MERDÜM-İ ÇEŞM-İ GAZÂL-İ ÇÎN HÂL OLMUŞ SANA - NEYLİ
GAZEL
Fâ'ilâtün / fâ'ilâtün / fâ'ilâtün / fâ'ilün
Merdüm-i çeşm-i gazâl-i Çîn hâl olmuş sana
Aks-i gül mir’âta düşmüş rûy-ı Âl olmuş sana
Âb-ı tâb-ı naz ile tahmîr olunmuş âftâb
Âb ü tâb-ı gevher-i hüsn ü cemâl olmuş sana
Vechi var cânâ sipihr-i hüsn dersem rûyuna
Cebhe meh ruhsâr mihr ebrû hilâl olmuş sana
Nakşı çıkmış ser-nüvişti eylemiş şimdi zuhûr
Hüsnü Leylâ’nın siyeh bir destmâl olmuş sana
Neyliyâ çıkmaz hayâlinden miyân-ı dilrübâ
Ma’ni-i nâzik hayâl-ender-hayâl olmuş sana
GÜNÜMÜZ TÜRKÇESİ
Çin ülkesindeki ahuların göz bebeği, yanağına ben olmuş; gül, aynaya vurmuş, al yüzün, betin benzin meydana gelmiş.
Güneş, naz parlaklığıyla, letafetle yoğrulmuş, sendeki güzellik ve alım mayasındaki parlaklık ve letafet olmuş.
Sevgili, yüzüne güzellik kâinatı, güzellik göğü dersem yeri var; çünkü alın, sana ay olmuş, yanak, güneş, kaş da yeni ay.
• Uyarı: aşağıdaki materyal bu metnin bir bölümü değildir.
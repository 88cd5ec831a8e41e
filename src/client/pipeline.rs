//! Request execution pipeline.
//!
//! One logical call runs a retry loop: send, classify, consult the retry
//! policy, sleep, repeat. The loop is bounded by the configured timeout,
//! either as a whole-call deadline ([`TimeoutScope::Call`]) or per attempt.

use std::sync::atomic::Ordering;
use std::time::Duration;

use reqwest::header::{ACCEPT, HeaderMap};
use reqwest::{Method, StatusCode};
use serde::de::DeserializeOwned;
use serde::{Deserialize, Serialize};
use serde_json::Value;
use tokio::time::{Instant, sleep, timeout_at};
use tracing::Instrument;
use tracing::instrument::WithSubscriber;
use url::Url;
use uuid::Uuid;

use super::Client;
use super::config::TimeoutScope;
use super::error::{Error, Result};
use super::headers;
use super::retry::RetryDecision;

/// One logical operation: method, path below the base URL, query and body.
#[derive(Debug, Clone)]
pub struct ApiRequest {
    pub method: Method,
    pub path: String,
    pub query: Vec<(String, String)>,
    pub body: Option<Value>,
}

impl ApiRequest {
    pub fn new(method: Method, path: impl Into<String>) -> Self {
        Self {
            method,
            path: path.into(),
            query: Vec::new(),
            body: None,
        }
    }

    pub fn get(path: impl Into<String>) -> Self {
        Self::new(Method::GET, path)
    }

    pub fn post(path: impl Into<String>) -> Self {
        Self::new(Method::POST, path)
    }

    pub fn query(mut self, key: impl Into<String>, value: impl ToString) -> Self {
        self.query.push((key.into(), value.to_string()));
        self
    }

    /// Adds the parameter only when a value is present.
    pub fn query_opt(self, key: impl Into<String>, value: Option<impl ToString>) -> Self {
        match value {
            Some(value) => self.query(key, value),
            None => self,
        }
    }

    /// Serializes `body` as the JSON payload.
    pub fn json(mut self, body: &impl Serialize) -> Result<Self> {
        let value = serde_json::to_value(body)
            .map_err(|e| Error::invalid_request(format!("Failed to encode request body: {e}")))?;
        self.body = Some(value);
        Ok(self)
    }
}

/// Per-call state. Never shared between calls.
#[derive(Debug)]
pub struct RequestContext {
    /// Client-assigned call id, recorded on the `iptu.request` span.
    pub id: Uuid,
    /// Attempts made so far, starting at 1 once the first request is sent.
    pub attempt: u32,
    pub started: Instant,
    pub last_error: Option<Error>,
}

impl RequestContext {
    pub fn new() -> Self {
        Self {
            id: Uuid::new_v4(),
            attempt: 0,
            started: Instant::now(),
            last_error: None,
        }
    }

    pub fn elapsed(&self) -> Duration {
        self.started.elapsed()
    }
}

impl Default for RequestContext {
    fn default() -> Self {
        Self::new()
    }
}

/// A response read to completion.
struct Reply {
    status: StatusCode,
    headers: HeaderMap,
    body: bytes::Bytes,
    json: Option<Value>,
}

/// `{"success": true, "data": {...}}`
#[derive(Deserialize)]
struct Envelope<T> {
    data: T,
}

#[derive(Deserialize)]
#[serde(untagged)]
enum ListBody<T> {
    Bare(Vec<T>),
    Envelope {
        #[serde(default = "Vec::new")]
        data: Vec<T>,
    },
}

impl Client {
    /// Runs one logical call through the retry loop and decodes the body as `T`.
    pub async fn execute<T: DeserializeOwned>(&self, request: ApiRequest) -> Result<T> {
        let call = async {
            let mut ctx = RequestContext::new();
            let span = tracing::debug_span!(
                "iptu.request",
                call_id = %ctx.id,
                method = %request.method,
                path = %request.path,
            );
            self.run(&request, &mut ctx).instrument(span).await
        };

        match self.inner.config.dispatch.clone() {
            Some(dispatch) => call.with_subscriber(dispatch).await,
            None => call.await,
        }
    }

    /// Single-record endpoint: decodes the `data` field of the envelope.
    pub(crate) async fn fetch_one<T: DeserializeOwned>(&self, request: ApiRequest) -> Result<T> {
        self.execute::<Envelope<T>>(request).await.map(|e| e.data)
    }

    /// List endpoint: a bare array or an envelope whose missing `data` means empty.
    pub(crate) async fn fetch_list<T: DeserializeOwned>(
        &self,
        request: ApiRequest,
    ) -> Result<Vec<T>> {
        Ok(match self.execute::<ListBody<T>>(request).await? {
            ListBody::Bare(items) | ListBody::Envelope { data: items } => items,
        })
    }

    async fn run<T: DeserializeOwned>(
        &self,
        request: &ApiRequest,
        ctx: &mut RequestContext,
    ) -> Result<T> {
        let config = &self.inner.config;
        let url = self.endpoint_url(request);
        // `None` for per-attempt timeouts or a deadline beyond the `Instant` range.
        let deadline = match config.timeout_scope {
            TimeoutScope::Call => ctx.started.checked_add(config.timeout),
            TimeoutScope::Attempt => None,
        };

        loop {
            let http = match self.transport() {
                Ok(http) => http,
                Err(closed) => {
                    // Closed mid-call: surface the last concrete failure.
                    return Err(ctx.last_error.take().unwrap_or(closed));
                }
            };
            ctx.attempt += 1;
            self.inner.attempts.fetch_add(1, Ordering::Relaxed);

            let attempt_deadline = deadline.or_else(|| Instant::now().checked_add(config.timeout));
            let send = self.send_once(&http, &url, request);
            let outcome = match attempt_deadline {
                Some(at) => match timeout_at(at, send).await {
                    Ok(outcome) => outcome,
                    Err(_) if deadline.is_some() => {
                        tracing::debug!(attempt = ctx.attempt, "Call deadline reached");
                        return Err(Error::timeout(config.timeout, ctx.last_error.take()));
                    }
                    Err(_) => Err(Error::timeout(config.timeout, None)),
                },
                None => send.await,
            };

            let error = match outcome {
                Ok(reply) if reply.status.is_success() => return self.decode(reply),
                Ok(reply) => Error::from_response(reply.status, &reply.headers, &reply.body),
                Err(e) => e,
            };

            let delay = match config.retry.decide(ctx.attempt, &error) {
                RetryDecision::Retry(delay) => delay,
                RetryDecision::GiveUp => return Err(error),
            };

            if let Some(deadline) = deadline {
                let remaining = deadline.saturating_duration_since(Instant::now());
                if delay >= remaining {
                    tracing::debug!(
                        attempt = ctx.attempt,
                        delay_ms = delay.as_millis() as u64,
                        remaining_ms = remaining.as_millis() as u64,
                        "Backoff exceeds remaining budget"
                    );
                    return Err(Error::timeout(config.timeout, Some(error)));
                }
            }

            tracing::warn!(
                error = %error,
                attempt = ctx.attempt,
                max_retries = config.retry.max_retries,
                delay_ms = delay.as_millis() as u64,
                "Request failed, retrying"
            );
            ctx.last_error = Some(error);
            sleep(delay).await;
        }
    }

    async fn send_once(
        &self,
        http: &reqwest::Client,
        url: &Url,
        request: &ApiRequest,
    ) -> Result<Reply> {
        let timeout = self.inner.config.timeout;
        let mut builder = http
            .request(request.method.clone(), url.clone())
            .header(headers::API_KEY, self.inner.auth_header.clone())
            .header(ACCEPT, "application/json");
        if let Some(ref body) = request.body {
            builder = builder.json(body);
        }

        let response = builder
            .send()
            .await
            .map_err(|e| Error::from_transport(e, timeout))?;
        let status = response.status();
        let header_map = response.headers().clone();
        let body = response
            .bytes()
            .await
            .map_err(|e| Error::from_transport(e, timeout))?;

        let json = if body.is_empty() {
            Some(Value::Null)
        } else {
            serde_json::from_slice(&body).ok()
        };
        self.observe(&header_map, json.as_ref());

        tracing::debug!(
            status = status.as_u16(),
            request_id = headers::header_str(&header_map, headers::REQUEST_ID),
            bytes = body.len(),
            "Response received"
        );

        Ok(Reply {
            status,
            headers: header_map,
            body,
            json,
        })
    }

    /// Records the request id and rate-limit snapshot carried by a response.
    fn observe(&self, response_headers: &HeaderMap, json: Option<&Value>) {
        if let Some(id) = headers::request_id(response_headers, json) {
            *self
                .inner
                .last_request_id
                .write()
                .unwrap_or_else(|e| e.into_inner()) = Some(id);
        }
        self.inner.rate_limit.observe(response_headers, json);
    }

    fn decode<T: DeserializeOwned>(&self, reply: Reply) -> Result<T> {
        let request_id = headers::request_id(&reply.headers, reply.json.as_ref());
        let Some(json) = reply.json else {
            return Err(Error::decode(
                "body is not valid JSON",
                reply.status,
                request_id,
            ));
        };
        serde_json::from_value(json).map_err(|e| Error::decode(e, reply.status, request_id))
    }

    fn endpoint_url(&self, request: &ApiRequest) -> Url {
        let mut url = self.inner.base_url.clone();
        let path = format!(
            "{}/{}",
            url.path().trim_end_matches('/'),
            request.path.trim_start_matches('/')
        );
        url.set_path(&path);
        if !request.query.is_empty() {
            url.query_pairs_mut().extend_pairs(&request.query);
        }
        url
    }
}
//! ITBI endpoints.

use crate::client::{ApiRequest, Client, Result};
use crate::types::{
    CalculoRequest, Cidade, GuiaRequest, ItbiAliquota, ItbiCalculo, ItbiGuia, ItbiHistorico,
    ItbiIsencao, ItbiSimulacao, ItbiStatus, ItbiValidacao, SimulacaoRequest,
};

impl Client {
    pub async fn itbi_status(
        &self,
        protocolo: &str,
        cidade: impl Into<Cidade>,
    ) -> Result<ItbiStatus> {
        let request = ApiRequest::get("/itbi/status")
            .query("protocolo", protocolo)
            .query("cidade", cidade.into());
        self.fetch_one(request).await
    }

    pub async fn itbi_calcular(
        &self,
        sql: &str,
        valor_transacao: f64,
        cidade: impl Into<Cidade>,
    ) -> Result<ItbiCalculo> {
        let body = CalculoRequest {
            sql: sql.to_string(),
            valor_transacao,
            cidade: cidade.into(),
        };
        let request = ApiRequest::post("/itbi/calcular").json(&body)?;
        self.fetch_one(request).await
    }

    /// Past transactions of a property. Requires a Starter plan.
    pub async fn itbi_historico(
        &self,
        sql: &str,
        cidade: impl Into<Cidade>,
    ) -> Result<Vec<ItbiHistorico>> {
        let request = ApiRequest::get("/itbi/historico")
            .query("sql", sql)
            .query("cidade", cidade.into());
        self.fetch_list(request).await
    }

    pub async fn itbi_aliquotas(&self, cidade: impl Into<Cidade>) -> Result<ItbiAliquota> {
        let request = ApiRequest::get("/itbi/aliquotas").query("cidade", cidade.into());
        self.fetch_one(request).await
    }

    pub async fn itbi_isencoes(&self, cidade: impl Into<Cidade>) -> Result<Vec<ItbiIsencao>> {
        let request = ApiRequest::get("/itbi/isencoes").query("cidade", cidade.into());
        self.fetch_list(request).await
    }

    /// Issues a payment slip. Requires a Starter plan.
    pub async fn itbi_guia(&self, guia: &GuiaRequest) -> Result<ItbiGuia> {
        let request = ApiRequest::post("/itbi/guia").json(guia)?;
        self.fetch_one(request).await
    }

    pub async fn itbi_validar_guia(
        &self,
        protocolo: &str,
        cidade: impl Into<Cidade>,
    ) -> Result<ItbiValidacao> {
        let request = ApiRequest::get("/itbi/validar")
            .query("protocolo", protocolo)
            .query("cidade", cidade.into());
        self.fetch_one(request).await
    }

    pub async fn itbi_simular(&self, simulacao: &SimulacaoRequest) -> Result<ItbiSimulacao> {
        let request = ApiRequest::post("/itbi/simular").json(simulacao)?;
        self.fetch_one(request).await
    }
}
Leylânın güzelliğinin süsü püsü, alımı bozulmuş da şimdi, alın Yazısı meydana çıkmış; o güzellik, sana, siyah bir mendil olmuş.
Ey Neylî, gönül alan sevgilinin beli, hayalinden çıkmaz; o incecik mâna, sana hayal içinde hayal olmuş.